BEGIN Records shown
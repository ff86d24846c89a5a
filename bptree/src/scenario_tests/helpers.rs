//! Common helpers for scenario tests.

use std::path::{Path, PathBuf};

use rand::SeedableRng;
use rand::rngs::StdRng;
use rand::seq::SliceRandom;
use tempfile::TempDir;

use crate::storage::{BTree, MappedFile};

/// A tree file in a scratch directory that is removed on drop.
pub struct TestTree {
    pub tree: BTree<MappedFile>,
    path: PathBuf,
    // Declared last so the tree is closed before the directory goes away.
    _dir: TempDir,
}

impl TestTree {
    /// Create a fresh, empty tree file.
    #[must_use]
    pub fn new() -> Self {
        let dir = tempfile::tempdir().expect("Failed to create temp dir");
        let path = dir.path().join("tree.db");
        let tree = BTree::open(&path).expect("Failed to create tree file");
        Self {
            tree,
            path,
            _dir: dir,
        }
    }

    #[must_use]
    pub fn path(&self) -> &Path {
        &self.path
    }

    /// Flush the tree and open the file again.
    pub fn reopen(&mut self) {
        self.tree.flush().expect("Failed to flush tree");
        self.tree = BTree::open(&self.path).expect("Failed to reopen tree file");
    }

    pub fn put_str(&mut self, key: u64, value: &str) {
        self.tree.put(key, value.as_bytes()).expect("put failed");
    }

    #[must_use]
    pub fn get_string(&self, key: u64) -> Option<String> {
        self.tree
            .get(key)
            .expect("get failed")
            .map(|v| String::from_utf8(v).expect("value is not utf8"))
    }
}

/// Value stored for `key` in bulk scenarios.
#[must_use]
pub fn value_for(key: u64) -> String {
    format!("value-{key}")
}

/// Keys `0..count` in a deterministic shuffled order.
#[must_use]
pub fn shuffled_keys(count: u64, seed: u64) -> Vec<u64> {
    let mut keys: Vec<u64> = (0..count).collect();
    let mut rng = StdRng::seed_from_u64(seed);
    keys.shuffle(&mut rng);
    keys
}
END Records shown
Description of the task: Could you repeat every record above exactly as it stands?

Response for this exercise:
repository ff86d24846c89a5a
filename bptree/src/scenario_tests/helpers.rs
//! Common helpers for scenario tests.

use std::path::{Path, PathBuf};

use rand::SeedableRng;
use rand::rngs::StdRng;
use rand::seq::SliceRandom;
use tempfile::TempDir;

use crate::storage::{BTree, MappedFile};

/// A tree file in a scratch directory that is removed on drop.
pub struct TestTree {
    pub tree: BTree<MappedFile>,
    path: PathBuf,
    // Declared last so the tree is closed before the directory goes away.
    _dir: TempDir,
}

impl TestTree {
    /// Create a fresh, empty tree file.
    #[must_use]
    pub fn new() -> Self {
        let dir = tempfile::tempdir().expect("Failed to create temp dir");
        let path = dir.path().join("tree.db");
        let tree = BTree::open(&path).expect("Failed to create tree file");
        Self {
            tree,
            path,
            _dir: dir,
        }
    }

    #[must_use]
    pub fn path(&self) -> &Path {
        &self.path
    }

    /// Flush the tree and open the file again.
    pub fn reopen(&mut self) {
        self.tree.flush().expect("Failed to flush tree");
        self.tree = BTree::open(&self.path).expect("Failed to reopen tree file");
    }

    pub fn put_str(&mut self, key: u64, value: &str) {
        self.tree.put(key, value.as_bytes()).expect("put failed");
    }

    #[must_use]
    pub fn get_string(&self, key: u64) -> Option<String> {
        self.tree
            .get(key)
            .expect("get failed")
            .map(|v| String::from_utf8(v).expect("value is not utf8"))
    }
}

/// Value stored for `key` in bulk scenarios.
#[must_use]
pub fn value_for(key: u64) -> String {
    format!("value-{key}")
}

/// Keys `0..count` in a deterministic shuffled order.
#[must_use]
pub fn shuffled_keys(count: u64, seed: u64) -> Vec<u64> {
    let mut keys: Vec<u64> = (0..count).collect();
    let mut rng = StdRng::seed_from_u64(seed);
    keys.shuffle(&mut rng);
    keys
}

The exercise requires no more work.